→ Task brief
Write out the data exactly from its first line onward, ending with the line in which "This mirrors a" appears.

→ Supplied material
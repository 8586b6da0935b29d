//! Upstream reactive contract.
//!
//! [`crate::iterator::AsyncPublisherIterator`] consumes any type that
//! implements [`Publisher`]: a demand-driven, push-model source that
//! hands a [`Subscription`] to a [`Subscriber`] on subscribe, then pushes
//! values and a terminal [`Completion`] as demand allows. This mirrors a
//! Reactive Streams-style contract; it is assumed, not provided, by this
//! crate (`spec.md` §4.3 calls it out as an upstream contract).

use async_trait::async_trait;

/// Terminal signal sent to a [`Subscriber`] at most once.
#[derive(Debug, Clone)]
pub enum Completion<E> {
    /// The publisher has no more values to deliver.
    Finished,
    /// The publisher failed; forwarded opaquely to the subscriber.
    Failure(E),
}

/// A live request for more values, held by a publisher on behalf of a
/// subscriber.
///
/// `cancel()` stops further deliveries and is idempotent; see
/// `spec.md` §3's async-subscription state.
pub trait Subscription: Send + Sync {
    /// Grants `n` (`n >= 1`) further value deliveries.
    fn request(&self, n: u64);

    /// Stops further deliveries. Idempotent.
    fn cancel(&self);
}

/// Receives values and a terminal completion from a publisher.
///
/// A publisher calls [`Subscriber::on_subscribe`] exactly once, followed
/// by any number of [`Subscriber::on_next`] calls (never exceeding
/// outstanding demand), followed by exactly one
/// [`Subscriber::on_complete`].
#[async_trait]
pub trait Subscriber: Send {
    /// The element type delivered by [`Subscriber::on_next`].
    type Item: Send;
    /// The failure type carried by a [`Completion::Failure`].
    type Error: Send;

    /// Called once, before any other method, with the subscription this
    /// subscriber should use to request values and cancel.
    async fn on_subscribe(&mut self, subscription: Box<dyn Subscription + Send + Sync>);

    /// Delivers one value. Never called more times than outstanding
    /// demand authorizes.
    async fn on_next(&mut self, value: Self::Item);

    /// Delivers the terminal completion. Called at most once, and no
    /// further `on_next` calls follow it.
    async fn on_complete(&mut self, completion: Completion<Self::Error>);
}

/// A source of values that publishes only in response to demand.
///
/// Implementations drive an internal producer (a socket, a timer, a
/// hand-rolled generator) and must themselves respect the demand the
/// subscription reports — this crate's downstream types never request
/// more than one value at a time.
#[async_trait]
pub trait Publisher: Send + Sync {
    /// The element type this publisher produces.
    type Item: Send;
    /// The failure type this publisher may terminate with.
    type Error: Send;

    /// Subscribes `subscriber`, which will receive exactly one
    /// `on_subscribe` call synchronously followed by a stream of
    /// `on_next`/`on_complete` calls driven by the demand it requests.
    async fn subscribe(&self, subscriber: Box<dyn Subscriber<Item = Self::Item, Error = Self::Error> + Send>);
}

→ Response
repository 8586b6da0935b29d
//! Upstream reactive contract.
//!
//! [`crate::iterator::AsyncPublisherIterator`] consumes any type that
//! implements [`Publisher`]: a demand-driven, push-model source that
//! hands a [`Subscription`] to a [`Subscriber`] on subscribe, then pushes
//! values and a terminal [`Completion`] as demand allows. This mirrors a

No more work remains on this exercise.